■ **Your assignment**:
Keep only the lines from the start of the data through the line containing "number of bytes", and output them exactly.

----------

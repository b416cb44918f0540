use std::ffi::OsString;
use std::fs::File;
use std::io::{BufWriter, Write};
use std::path::{Path, PathBuf};

use crate::error::HarnessError;

/// Sibling output path: `voice.opus` → `voice.opus.pcm`.
pub fn output_path(input: &Path) -> PathBuf {
    let mut name = OsString::from(input.as_os_str());
    name.push(".pcm");
    PathBuf::from(name)
}

/// Dump samples as headerless 16-bit little-endian PCM.
///
/// Returns the number of bytes written (`samples.len() * 2`).
pub fn write_pcm(path: &Path, samples: &[i16]) -> Result<u64, HarnessError> {
    let file = File::create(path).map_err(|e| HarnessError::io(path, e))?;
    let mut writer = BufWriter::new(file);

    for sample in samples {
        writer
            .write_all(&sample.to_le_bytes())
            .map_err(|e| HarnessError::io(path, e))?;
    }
    writer.flush().map_err(|e| HarnessError::io(path, e))?;

    let bytes = (samples.len() * std::mem::size_of::<i16>()) as u64;
    log::debug!("Wrote {} bytes to {}", bytes, path.display());
    Ok(bytes)
}
//! Codec-agnostic decoder contract used by the frame harness.

use std::fmt;

/// Failure reported by a codec: its native (negative) error code plus
/// the codec's own diagnostic text.
#[derive(Debug, Clone, PartialEq, Eq)]
pub struct CodecError {
    pub code: i32,
    pub reason: String,
}

impl CodecError {
    pub fn new(code: i32, reason: impl Into<String>) -> Self {
        Self {
            code,
            reason: reason.into(),
        }
    }
}

impl fmt::Display for CodecError {
    fn fmt(&self, f: &mut fmt::Formatter<'_>) -> fmt::Result {
        write!(f, "{} (code {})", self.reason, self.code)
    }
}

impl std::error::Error for CodecError {}

/// A stateful decoder bound to one sample rate / channel count at creation.
///
/// Construction happens through a factory owned by the caller; release
/// happens on `Drop`. Implementations may keep state between calls and
/// only guarantee correct output for the geometry they were built with.
pub trait FrameDecoder {
    /// Decode one encoded frame into `pcm` (interleaved i16).
    ///
    /// `pcm.len()` is the capacity bound. Returns the number of samples
    /// written per channel, contiguous from offset 0.
    fn decode(&mut self, payload: &[u8], pcm: &mut [i16]) -> Result<usize, CodecError>;
}
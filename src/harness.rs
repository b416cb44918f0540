//! One-shot frame decode harness.
//!
//! Owns a decoder for exactly one decode call:
//! `Ready → Decoded | Failed → Released`. Before `FrameHarness::new`
//! returns there is no harness, so there is no uninitialized state to hold.
//! The output buffer is sized from the same `FrameGeometry` the decoder
//! was built from, so capacity and decoder configuration cannot drift.

use crate::audio::{CodecError, FrameDecoder};
use crate::config::FrameGeometry;
use crate::error::HarnessError;

// Reported when a decoder claims more samples than the buffer holds
// (same value as OPUS_BUFFER_TOO_SMALL).
const OVER_CAPACITY_CODE: i32 = -2;

#[derive(Debug, Clone, Copy, PartialEq, Eq)]
pub enum HarnessState {
    Ready,
    Decoded,
    Failed,
    Released,
}

/// PCM produced by a successful decode.
#[derive(Debug, Clone, PartialEq)]
pub struct DecodedFrame {
    samples: Vec<i16>,
    samples_per_channel: usize,
    channels: u32,
    sample_rate: u32,
    payload_len: usize,
}

impl DecodedFrame {
    /// Interleaved samples actually written by the decoder.
    pub fn samples(&self) -> &[i16] {
        &self.samples
    }

    pub fn samples_per_channel(&self) -> usize {
        self.samples_per_channel
    }

    pub fn channels(&self) -> u32 {
        self.channels
    }

    pub fn sample_rate(&self) -> u32 {
        self.sample_rate
    }

    /// Size of the encoded payload this frame came from.
    pub fn payload_len(&self) -> usize {
        self.payload_len
    }

    /// Playback length of the decoded audio in milliseconds.
    pub fn duration_ms(&self) -> f64 {
        self.samples_per_channel as f64 * 1000.0 / self.sample_rate as f64
    }
}

pub struct FrameHarness<D: FrameDecoder> {
    geometry: FrameGeometry,
    decoder: Option<D>,
    state: HarnessState,
}

impl<D: FrameDecoder> FrameHarness<D> {
    /// Validate `geometry` and build a decoder for it with `create`.
    ///
    /// A rejected geometry is fatal; there is no fallback.
    pub fn new<F>(geometry: FrameGeometry, create: F) -> Result<Self, HarnessError>
    where
        F: FnOnce(&FrameGeometry) -> Result<D, CodecError>,
    {
        geometry.validate()?;

        let decoder = create(&geometry).map_err(|e| {
            log::error!("Decoder init rejected {:?}: {}", geometry, e);
            HarnessError::DecoderInit { reason: e.reason }
        })?;

        log::info!(
            "Decoder ready: {}Hz, {}ch, {}ms, capacity {} samples",
            geometry.sample_rate,
            geometry.channels,
            geometry.frame_duration_ms,
            geometry.max_output_samples()
        );

        Ok(Self {
            geometry,
            decoder: Some(decoder),
            state: HarnessState::Ready,
        })
    }

    pub fn geometry(&self) -> &FrameGeometry {
        &self.geometry
    }

    pub fn state(&self) -> HarnessState {
        self.state
    }

    /// Decode the whole payload as a single frame.
    ///
    /// Payload length is not checked against the geometry; the decoder's
    /// own error is authoritative. Only one call per harness succeeds in
    /// reaching the decoder.
    pub fn decode_once(&mut self, payload: &[u8]) -> Result<DecodedFrame, HarnessError> {
        if self.state != HarnessState::Ready {
            return Err(HarnessError::AlreadyDecoded);
        }
        let Some(decoder) = self.decoder.as_mut() else {
            return Err(HarnessError::AlreadyDecoded);
        };

        // libopus treats a zero-length packet as packet loss and would
        // synthesize concealment audio instead of failing.
        if payload.is_empty() {
            self.state = HarnessState::Failed;
            return Err(HarnessError::EmptyPayload);
        }

        let capacity = self.geometry.max_output_samples();
        let mut pcm: Vec<i16> = Vec::new();
        if pcm.try_reserve_exact(capacity).is_err() {
            self.state = HarnessState::Failed;
            return Err(HarnessError::Allocation {
                bytes: capacity.saturating_mul(std::mem::size_of::<i16>()) as u64,
            });
        }
        pcm.resize(capacity, 0);

        let result = decoder.decode(payload, &mut pcm);

        let samples_per_channel = match result {
            Ok(n) => n,
            Err(e) => {
                log::warn!("Decode rejected {} byte payload: {}", payload.len(), e);
                self.state = HarnessState::Failed;
                return Err(e.into());
            }
        };

        let total = samples_per_channel.saturating_mul(self.geometry.channels as usize);
        if total > pcm.len() {
            self.state = HarnessState::Failed;
            return Err(HarnessError::Decode {
                code: OVER_CAPACITY_CODE,
                reason: format!(
                    "decoder reported {} samples, buffer holds {}",
                    total,
                    pcm.len()
                ),
            });
        }

        pcm.truncate(total);
        self.state = HarnessState::Decoded;
        log::debug!(
            "Decoded {} bytes into {} samples/ch",
            payload.len(),
            samples_per_channel
        );

        Ok(DecodedFrame {
            samples: pcm,
            samples_per_channel,
            channels: self.geometry.channels,
            sample_rate: self.geometry.sample_rate,
            payload_len: payload.len(),
        })
    }

    /// Release the decoder now. Dropping the harness does the same.
    pub fn release(mut self) {
        self.teardown();
    }

    fn teardown(&mut self) {
        if let Some(decoder) = self.decoder.take() {
            drop(decoder);
            log::debug!("Decoder released after {:?}", self.state);
            self.state = HarnessState::Released;
        }
    }
}

impl<D: FrameDecoder> Drop for FrameHarness<D> {
    fn drop(&mut self) {
        self.teardown();
    }
}

/// Initialize, decode once and release, in that order.
pub fn decode_payload<D, F>(
    geometry: FrameGeometry,
    payload: &[u8],
    create: F,
) -> Result<DecodedFrame, HarnessError>
where
    D: FrameDecoder,
    F: FnOnce(&FrameGeometry) -> Result<D, CodecError>,
{
    let mut harness = FrameHarness::new(geometry, create)?;
    let result = harness.decode_once(payload);
    harness.release();
    result
}
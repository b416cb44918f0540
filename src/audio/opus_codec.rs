//! Opus frame decoder backed by libopus.
//!
//! - Init: (sample_rate, channels) → `opus::Decoder`
//! - Decode: one packet → interleaved i16 PCM, no FEC

use super::frame_decoder::{CodecError, FrameDecoder};
use crate::config::FrameGeometry;

// ======================== Opus Decoder ========================

pub struct OpusFrameDecoder {
    decoder: opus::Decoder,
}

impl OpusFrameDecoder {
    /// Create a new Opus decoder for the given geometry.
    ///
    /// libopus only accepts 8/12/16/24/48 kHz and mono or stereo; anything
    /// else fails here with `OPUS_BAD_ARG`.
    pub fn new(geometry: &FrameGeometry) -> Result<Self, CodecError> {
        let channels = match geometry.channels {
            1 => opus::Channels::Mono,
            2 => opus::Channels::Stereo,
            _ => {
                let code = opus::ErrorCode::BadArg;
                return Err(CodecError::new(code as i32, code.description()));
            }
        };

        let decoder = opus::Decoder::new(geometry.sample_rate, channels).map_err(codec_error)?;

        log::debug!(
            "Opus decoder created: {}Hz, {}ch",
            geometry.sample_rate,
            geometry.channels
        );

        Ok(Self { decoder })
    }
}

impl FrameDecoder for OpusFrameDecoder {
    fn decode(&mut self, payload: &[u8], pcm: &mut [i16]) -> Result<usize, CodecError> {
        // frame_size handed to libopus is pcm.len() / channels
        self.decoder.decode(payload, pcm, false).map_err(codec_error)
    }
}

impl Drop for OpusFrameDecoder {
    fn drop(&mut self) {
        log::debug!("Opus decoder released");
    }
}

fn codec_error(err: opus::Error) -> CodecError {
    CodecError::new(err.code() as i32, err.description())
}
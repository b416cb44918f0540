use std::fs::File;
use std::io::Read;
use std::path::Path;

use crate::error::HarnessError;

/// Read the whole file as one encoded payload.
///
/// The buffer is reserved up front from the file length so an oversized
/// input surfaces as `Allocation` instead of aborting the process.
pub fn read_payload(path: &Path) -> Result<Vec<u8>, HarnessError> {
    let mut file = File::open(path).map_err(|e| HarnessError::io(path, e))?;
    let len = file
        .metadata()
        .map_err(|e| HarnessError::io(path, e))?
        .len();

    let capacity = usize::try_from(len).map_err(|_| HarnessError::Allocation { bytes: len })?;
    let mut data = Vec::new();
    data.try_reserve_exact(capacity)
        .map_err(|_| HarnessError::Allocation { bytes: len })?;

    file.read_to_end(&mut data)
        .map_err(|e| HarnessError::io(path, e))?;

    log::debug!("Read {} bytes from {}", data.len(), path.display());
    Ok(data)
}
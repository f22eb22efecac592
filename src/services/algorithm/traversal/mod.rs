//! 遍历引擎
//!
//! 广度优先、深度优先及其双向 / 无向变体，都由三色标记驱动。

pub mod bfs;
pub mod color;
pub mod dfs;
pub(crate) mod engine;
pub mod frontier;
pub mod topological_sort;
pub mod undirected;
pub mod visitor;

pub use bfs::BreadthFirstSearch;
pub use color::GraphColor;
pub use dfs::DepthFirstSearch;
pub use engine::EdgeFilter;
pub use frontier::{FifoFrontier, Frontier, FrontierUpdate, PriorityFrontier};
pub use topological_sort::TopologicalSort;
pub use undirected::{
    BidirectionalDepthFirstSearch, UndirectedBreadthFirstSearch, UndirectedDepthFirstSearch,
};
pub use visitor::{BfsVisitor, DfsVisitor, UndirectedBfsVisitor, UndirectedDfsVisitor};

----------

■ **Exercise result**:
repository b416cb44918f0540
use std::ffi::OsString;
use std::fs::File;
use std::io::{BufWriter, Write};
use std::path::{Path, PathBuf};

use crate::error::HarnessError;

/// Sibling output path: `voice.opus` → `voice.opus.pcm`.
pub fn output_path(input: &Path) -> PathBuf {
    let mut name = OsString::from(input.as_os_str());
    name.push(".pcm");
    PathBuf::from(name)
}

/// Dump samples as headerless 16-bit little-endian PCM.
///
/// Returns the number of bytes written (`samples.len() * 2`).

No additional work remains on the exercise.